Your instructions: Copy exactly the lines of the records below, and only those lines, beginning with the line that contains "const HEADER_SCAN_BYTES: u64 = 64 * 1024;" and ending with the line that contains "pub fn read_dump_header(path: &Path)".

Available data:
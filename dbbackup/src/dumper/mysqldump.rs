//! Single-threaded logical capture with mysqldump, used where the runtime
//! C library is too old for mydumper.

use super::{extra_args, own_status, upstream_of, DumpContext, Dumper};
use crate::config::{split_list, BackupConfig, Scope};
use crate::index::sidecar::parse_slave_info;
use crate::index::{BackupMetaInfo, BinlogStatusInfo, ConsistentTime, StatusInfo};
use crate::utils::cmd::{find_tool, ExternalCommand};
use crate::utils::errors::{BackupError, Result};
use crate::utils::mysqlconn::{is_system_database, SlaveStatus};
use async_trait::async_trait;
use chrono::{DateTime, Local};
use std::io::Read;
use std::path::{Path, PathBuf};
use tracing::info;

/// The binlog coordinate comment sits in the first lines of the dump.
const HEADER_SCAN_BYTES: u64 = 64 * 1024;

pub struct MysqldumpDumper {
    ctx: DumpContext,
    program: PathBuf,
    scope: Scope,
    databases: Vec<String>,
    upstream: Option<SlaveStatus>,
    begin: Option<DateTime<Local>>,
    end: Option<DateTime<Local>>,
}

pub fn dump_file_name(target: &str) -> String {
    format!("{}.sql", target)
}

/// Read the `-- CHANGE MASTER TO ...` comment written by `--master-data=2`.
pub fn read_dump_header(path: &Path) -> Result<Option<StatusInfo>> {
    let mut head = Vec::new();
    std::fs::File::open(path)?
        .take(HEADER_SCAN_BYTES)
        .read_to_end(&mut head)?;
    let text = String::from_utf8_lossy(&head);
    let change_master: String = text
        .lines()
        .filter(|l| l.trim_start().starts_with("-- CHANGE MASTER TO") || l.contains("gtid_purged"))
        .collect::<Vec<_>>()
        .join("\n");
    Ok(parse_slave_info(&change_master).filter(|s| !s.is_empty()))
}

pub fn mysqldump_args(ctx: &DumpContext, scope: Scope, databases: &[String]) -> Vec<String> {
    let cfg = &ctx.cfg;
    let mut args = vec![
        format!("--host={}", cfg.public.mysql_host),
        format!("--port={}", cfg.public.mysql_port),
        format!("--user={}", cfg.public.mysql_user),
        format!("--password={}", cfg.public.mysql_passwd),
        format!("--default-character-set={}", cfg.public.mysql_charset),
        "--single-transaction".to_string(),
        "--master-data=2".to_string(),
        "--quick".to_string(),
        "--hex-blob".to_string(),
        "--routines".to_string(),
        "--triggers".to_string(),
        "--events".to_string(),
    ];
    if !scope.data {
        args.push("--no-data".to_string());
    }
    if !scope.schema {
        args.push("--no-create-info".to_string());
        args.push("--no-create-db".to_string());
        args.push("--skip-routines".to_string());
        args.push("--skip-triggers".to_string());
    }
    args.extend(extra_args(&cfg.logical_backup.extra_opt));
    args.push("--databases".to_string());
    args.extend(databases.iter().cloned());
    args
}

impl MysqldumpDumper {
    pub fn new(ctx: DumpContext) -> Result<Self> {
        let program = find_tool("mysqldump", None, ctx.tool_dir())?;
        let scope = ctx.cfg.scope()?;
        Ok(Self {
            ctx,
            program,
            scope,
            databases: Vec::new(),
            upstream: None,
            begin: None,
            end: None,
        })
    }

    fn dump_path(&self) -> PathBuf {
        self.ctx.capture_dir.join(dump_file_name(&self.ctx.target_name))
    }

    async fn resolve_databases(&self) -> Result<Vec<String>> {
        let listed = split_list(&self.ctx.cfg.logical_backup.databases);
        if !listed.is_empty() {
            return Ok(listed);
        }
        let pool = self.ctx.cfg.conn_param().connect().await?;
        let all: Vec<String> = sqlx::query_scalar("SHOW DATABASES").fetch_all(&pool).await?;
        pool.close().await;
        Ok(filter_databases(all, &split_list(&self.ctx.cfg.logical_backup.exclude_databases)))
    }
}

/// User databases minus system ones and the configured exclusions.
pub fn filter_databases(all: Vec<String>, exclude: &[String]) -> Vec<String> {
    all.into_iter()
        .filter(|d| !is_system_database(d) && d != "test" && !exclude.contains(d))
        .collect()
}

#[async_trait]
impl Dumper for MysqldumpDumper {
    fn tool(&self) -> &'static str {
        "mysqldump"
    }

    async fn init_config(&mut self, _server_version: &str) -> Result<()> {
        let lb = &self.ctx.cfg.logical_backup;
        if !lb.regex.trim().is_empty() || !lb.tables.trim().is_empty() {
            return Err(BackupError::validation(
                "mysqldump capture supports database lists only, not table or regex filters",
            ));
        }
        Ok(())
    }

    async fn execute(&mut self, enforce_deadline: bool) -> Result<()> {
        tokio::fs::create_dir_all(&self.ctx.capture_dir).await?;
        self.upstream = upstream_of(&self.ctx.cfg).await;
        self.begin = Some(Local::now());

        if self.scope.data || self.scope.schema {
            self.databases = self.resolve_databases().await?;
            if self.databases.is_empty() {
                return Err(BackupError::validation("no user databases to back up"));
            }
            ExternalCommand::new(self.tool(), &self.program)
                .args(mysqldump_args(&self.ctx, self.scope, &self.databases))
                .stdout_file(self.dump_path())
                .log_to(self.ctx.log_path(self.tool()))
                .deadline(self.ctx.deadline(enforce_deadline)?)
                .run()
                .await?;
        } else {
            info!("Grants-only backup, skipping mysqldump");
        }

        self.end = Some(Local::now());
        Ok(())
    }

    async fn prepare_backup_meta_info(&self, cfg: &BackupConfig) -> Result<BackupMetaInfo> {
        let begin = self.begin.unwrap_or(self.ctx.started_at);
        let end = self.end.unwrap_or_else(Local::now);

        let master = if self.dump_path().is_file() {
            read_dump_header(&self.dump_path())?.map(|s| own_status(cfg, s))
        } else {
            None
        };
        let slave = self.upstream.as_ref().map(|up| StatusInfo {
            binlog_file: up.relay_master_log_file.clone(),
            binlog_pos: up.exec_master_log_pos,
            gtid: up.executed_gtid_set.clone(),
            master_host: up.master_host.clone(),
            master_port: up.master_port,
        });

        // --single-transaction makes the snapshot at the start of the dump
        let consistent = if master.is_some() {
            ConsistentTime::Recorded(begin)
        } else {
            ConsistentTime::WallClockFallback(Local::now())
        };
        Ok(BackupMetaInfo {
            begin_time: begin,
            end_time: end,
            consistent_time: consistent,
            binlog_info: BinlogStatusInfo {
                show_master_status: master,
                show_slave_status: slave,
            },
        })
    }
}

#[cfg(test)]
mod tests {
    use super::*;
    use crate::config::tests::sample_config;
    use tempfile::TempDir;

    #[test]
    fn test_read_dump_header() -> anyhow::Result<()> {
        let dir = TempDir::new()?;
        let path = dir.path().join("t.sql");
        std::fs::write(
            &path,
            "-- MySQL dump 10.13\n--\n\
             -- Position to start replication or point-in-time recovery from\n--\n\n\
             -- CHANGE MASTER TO MASTER_LOG_FILE='binlog20000.000042', MASTER_LOG_POS=9876;\n\n\
             CREATE DATABASE db1;\n",
        )?;
        let status = read_dump_header(&path)?.unwrap();
        assert_eq!(status.binlog_file, "binlog20000.000042");
        assert_eq!(status.binlog_pos, 9876);

        std::fs::write(&path, "-- MySQL dump\nCREATE DATABASE db1;\n")?;
        assert!(read_dump_header(&path)?.is_none());
        Ok(())
    }

    #[test]
    fn test_filter_databases() {
        let all = ["mysql", "db1", "sys", "test", "db2", "archive", "infodba_schema"]
            .iter()
            .map(|s| s.to_string())
            .collect();
        assert_eq!(filter_databases(all, &["archive".to_string()]), vec!["db1", "db2"]);
    }

    #[test]
    fn test_args_for_schema_only() {
        let cfg = sample_config();
        let ctx = DumpContext::new(&cfg, "h", Local::now());
        let dbs = vec!["db1".to_string()];
        let args = mysqldump_args(&ctx, Scope::parse("schema").unwrap(), &dbs);
        assert!(args.contains(&"--no-data".to_string()));
        assert!(args.contains(&"--master-data=2".to_string()));
        assert_eq!(args.last().map(String::as_str), Some("db1"));
        assert_eq!(dump_file_name("tgt"), "tgt.sql");
    }
}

Exercise response:
const HEADER_SCAN_BYTES: u64 = 64 * 1024;

pub struct MysqldumpDumper {
    ctx: DumpContext,
    program: PathBuf,
    scope: Scope,
    databases: Vec<String>,
    upstream: Option<SlaveStatus>,
    begin: Option<DateTime<Local>>,
    end: Option<DateTime<Local>>,
}

pub fn dump_file_name(target: &str) -> String {
    format!("{}.sql", target)
}

/// Read the `-- CHANGE MASTER TO ...` comment written by `--master-data=2`.
pub fn read_dump_header(path: &Path) -> Result<Option<StatusInfo>> {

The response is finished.